▶ **ACTIVITY**:
Please repeat the lines below exactly. Begin with the line containing "assert_eq!(ScalarKind::Float.wire_type(), WireType::Fixed32);" and go on through the line containing "assert!(ScalarKind::Bool.is_packable());".

[Stored items]

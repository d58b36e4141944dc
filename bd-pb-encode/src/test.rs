// shared-core - bitdrift's common client/server libraries
// Copyright Bitdrift, Inc. All rights reserved.
//
// Use of this source code is governed by a source available license that can be found in the
// LICENSE file or at:
// https://polyformproject.org/wp-content/uploads/2020/06/PolyForm-Shield-1.0.0.txt

use crate::CompiledEncoders;
use bd_pb_reflect::{Instance, NamespaceRef, Schema, TypeId};
use bd_pb_wire::Writer;
use itertools::Itertools;

pub fn sealed_schema(descriptor: &serde_json::Value) -> Schema {
  let mut schema = Schema::from_json(descriptor).unwrap();
  schema.resolve_all().unwrap();
  schema
}

pub fn root_type(schema: &Schema, name: &str) -> TypeId {
  schema.lookup_type(NamespaceRef::Root, name).unwrap()
}

pub fn hex(bytes: &[u8]) -> String {
  bytes.iter().map(|b| format!("{b:02x}")).join(" ")
}

/// Reflective encode to spaced hex. Also asserts the specialized path agrees, so every byte
/// expectation in the suite doubles as an equivalence check.
pub fn encode_hex(schema: &Schema, instance: &Instance) -> String {
  let mut writer = Writer::new();
  crate::encode(schema, instance, &mut writer).unwrap();
  let reflective = hex(&writer.finish().unwrap());

  let encoders = CompiledEncoders::generate(schema).unwrap();
  let mut writer = Writer::new();
  encoders.encode(instance, &mut writer).unwrap();
  let specialized = hex(&writer.finish().unwrap());

  assert_eq!(reflective, specialized, "encoder paths disagree");
  reflective
}
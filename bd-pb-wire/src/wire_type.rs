// shared-core - bitdrift's common client/server libraries
// Copyright Bitdrift, Inc. All rights reserved.
//
// Use of this source code is governed by a source available license that can be found in the
// LICENSE file or at:
// https://polyformproject.org/wp-content/uploads/2020/06/PolyForm-Shield-1.0.0.txt

//
// WireType
//

/// The 3-bit on-wire framing classifier carried in every field tag.
#[derive(Debug, Clone, Copy, PartialEq, Eq, Hash)]
#[repr(u8)]
pub enum WireType {
  Varint = 0,
  Fixed64 = 1,
  LengthDelimited = 2,
  Fixed32 = 5,
}

//
// ScalarKind
//

/// The scalar field kinds of the Protocol Buffers type system. Named types (messages and enums)
/// are not scalar kinds; enums travel as varints and messages as length-delimited regions.
#[derive(Debug, Clone, Copy, PartialEq, Eq, Hash)]
pub enum ScalarKind {
  Double,
  Float,
  Int32,
  Int64,
  Uint32,
  Uint64,
  Sint32,
  Sint64,
  Fixed32,
  Fixed64,
  Sfixed32,
  Sfixed64,
  Bool,
  String,
  Bytes,
}

impl ScalarKind {
  /// The wire type a singular field of this kind is framed with.
  #[must_use]
  pub const fn wire_type(self) -> WireType {
    match self {
      Self::Int32
      | Self::Int64
      | Self::Uint32
      | Self::Uint64
      | Self::Sint32
      | Self::Sint64
      | Self::Bool => WireType::Varint,
      Self::Fixed64 | Self::Sfixed64 | Self::Double => WireType::Fixed64,
      Self::String | Self::Bytes => WireType::LengthDelimited,
      Self::Fixed32 | Self::Sfixed32 | Self::Float => WireType::Fixed32,
    }
  }

  /// Whether a repeated field of this kind may use the packed representation. All numeric kinds
  /// and bool pack; strings and bytes never do.
  #[must_use]
  pub const fn is_packable(self) -> bool {
    !matches!(self, Self::String | Self::Bytes)
  }

  /// Whether this kind may serve as a map key. Floating point kinds and bytes are excluded by the
  /// wire format.
  #[must_use]
  pub const fn is_map_key(self) -> bool {
    !matches!(self, Self::Double | Self::Float | Self::Bytes)
  }

  /// 64-bit integer kinds, which force strict comparison against the field default.
  #[must_use]
  pub const fn is_long(self) -> bool {
    matches!(
      self,
      Self::Int64 | Self::Uint64 | Self::Sint64 | Self::Fixed64 | Self::Sfixed64
    )
  }

  /// The kind's name as it appears in schema descriptors.
  #[must_use]
  pub const fn as_str(self) -> &'static str {
    match self {
      Self::Double => "double",
      Self::Float => "float",
      Self::Int32 => "int32",
      Self::Int64 => "int64",
      Self::Uint32 => "uint32",
      Self::Uint64 => "uint64",
      Self::Sint32 => "sint32",
      Self::Sint64 => "sint64",
      Self::Fixed32 => "fixed32",
      Self::Fixed64 => "fixed64",
      Self::Sfixed32 => "sfixed32",
      Self::Sfixed64 => "sfixed64",
      Self::Bool => "bool",
      Self::String => "string",
      Self::Bytes => "bytes",
    }
  }

  /// Parses a descriptor type name. Returns None for named type references.
  #[must_use]
  pub fn from_name(name: &str) -> Option<Self> {
    Some(match name {
      "double" => Self::Double,
      "float" => Self::Float,
      "int32" => Self::Int32,
      "int64" => Self::Int64,
      "uint32" => Self::Uint32,
      "uint64" => Self::Uint64,
      "sint32" => Self::Sint32,
      "sint64" => Self::Sint64,
      "fixed32" => Self::Fixed32,
      "fixed64" => Self::Fixed64,
      "sfixed32" => Self::Sfixed32,
      "sfixed64" => Self::Sfixed64,
      "bool" => Self::Bool,
      "string" => Self::String,
      "bytes" => Self::Bytes,
      _ => return None,
    })
  }
}

#[cfg(test)]
mod tests {
  use super::*;

  #[test]
  fn wire_types_match_the_encoding_spec() {
    assert_eq!(ScalarKind::Int32.wire_type(), WireType::Varint);
    assert_eq!(ScalarKind::Sint64.wire_type(), WireType::Varint);
    assert_eq!(ScalarKind::Bool.wire_type(), WireType::Varint);
    assert_eq!(ScalarKind::Fixed64.wire_type(), WireType::Fixed64);
    assert_eq!(ScalarKind::Double.wire_type(), WireType::Fixed64);
    assert_eq!(ScalarKind::String.wire_type(), WireType::LengthDelimited);
    assert_eq!(ScalarKind::Bytes.wire_type(), WireType::LengthDelimited);
    assert_eq!(ScalarKind::Float.wire_type(), WireType::Fixed32);
    assert_eq!(ScalarKind::Sfixed32.wire_type(), WireType::Fixed32);
  }

  #[test]
  fn packability_and_key_eligibility() {
    assert!(ScalarKind::Int32.is_packable());
    assert!(ScalarKind::Double.is_packable());
    assert!(ScalarKind::Bool.is_packable());
    assert!(!ScalarKind::String.is_packable());
    assert!(!ScalarKind::Bytes.is_packable());

    assert!(ScalarKind::String.is_map_key());
    assert!(ScalarKind::Uint64.is_map_key());
    assert!(ScalarKind::Bool.is_map_key());
    assert!(!ScalarKind::Double.is_map_key());
    assert!(!ScalarKind::Bytes.is_map_key());
  }

  #[test]
  fn name_round_trip() {
    for kind in [
      ScalarKind::Double,
      ScalarKind::Float,
      ScalarKind::Int32,
      ScalarKind::Int64,
      ScalarKind::Uint32,
      ScalarKind::Uint64,
      ScalarKind::Sint32,
      ScalarKind::Sint64,
      ScalarKind::Fixed32,
      ScalarKind::Fixed64,
      ScalarKind::Sfixed32,
      ScalarKind::Sfixed64,
      ScalarKind::Bool,
      ScalarKind::String,
      ScalarKind::Bytes,
    ] {
      assert_eq!(ScalarKind::from_name(kind.as_str()), Some(kind));
    }
    assert_eq!(ScalarKind::from_name("Message"), None);
  }
}
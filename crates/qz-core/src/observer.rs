//! Result observers.
//!
//! Observers are notified with the final score once a quiz has been taken.
//! They only report; they never change the session.

use tracing::debug;

/// Receives the score of every completed quiz.
pub trait ResultObserver {
    /// Called once per completed attempt with the final score.
    fn update(&mut self, score: u32);
}

impl<F> ResultObserver for F
where
    F: FnMut(u32),
{
    fn update(&mut self, score: u32) {
        self(score)
    }
}

/// Records every score it receives and logs it.
#[derive(Debug, Clone, Default)]
pub struct ScoreLog {
    scores: Vec<u32>,
}

impl ScoreLog {
    /// Create an empty score log.
    pub fn new() -> Self {
        Self::default()
    }

    /// All scores received, oldest first.
    pub fn scores(&self) -> &[u32] {
        &self.scores
    }

    /// The most recent score.
    pub fn last(&self) -> Option<u32> {
        self.scores.last().copied()
    }

    /// Highest score so far.
    pub fn best(&self) -> Option<u32> {
        self.scores.iter().copied().max()
    }

    /// Record a score.
    pub fn record(&mut self, score: u32) {
        self.scores.push(score);
        debug!(score, attempt = self.scores.len(), "score recorded");
    }
}

impl ResultObserver for ScoreLog {
    fn update(&mut self, score: u32) {
        self.record(score);
    }
}

#[cfg(test)]
mod tests {
    use super::*;

    #[test]
    fn score_log_records_in_order() {
        let mut log = ScoreLog::new();
        assert!(log.last().is_none());
        log.update(50);
        log.update(100);
        log.update(0);
        assert_eq!(log.scores(), &[50, 100, 0]);
        assert_eq!(log.last(), Some(0));
        assert_eq!(log.best(), Some(100));
    }

    #[test]
    fn closures_are_observers() {
        let mut seen = Vec::new();
        {
            let mut observer = |score: u32| seen.push(score);
            observer.update(75);
        }
        assert_eq!(seen, vec![75]);
    }

    #[test]
    fn fan_out_through_trait_objects() {
        let mut first = ScoreLog::new();
        let mut second = ScoreLog::new();
        {
            let mut observers: Vec<&mut dyn ResultObserver> = vec![&mut first, &mut second];
            for o in observers.iter_mut() {
                o.update(42);
            }
        }
        assert_eq!(first.last(), Some(42));
        assert_eq!(second.last(), Some(42));
    }
}
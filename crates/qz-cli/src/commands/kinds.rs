use colored::Colorize;

use qz_core::QuestionKind;

pub fn run() -> Result<(), String> {
    println!("  {}", "Question kinds".bold());
    for kind in QuestionKind::ALL {
        let (short, needs) = match kind {
            QuestionKind::MultipleChoice => ("mc", "text, choices, correct answer"),
            QuestionKind::TrueFalse => ("tf", "text, correct answer"),
        };
        let label = kind.to_string();
        println!("  {:<16} {short:<4} {label:<16} {needs}", kind.tag());
    }
    Ok(())
}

▶ **RESULT BELOW**:
    assert_eq!(ScalarKind::Float.wire_type(), WireType::Fixed32);
    assert_eq!(ScalarKind::Sfixed32.wire_type(), WireType::Fixed32);
  }

  #[test]
  fn packability_and_key_eligibility() {
    assert!(ScalarKind::Int32.is_packable());
    assert!(ScalarKind::Double.is_packable());
    assert!(ScalarKind::Bool.is_packable());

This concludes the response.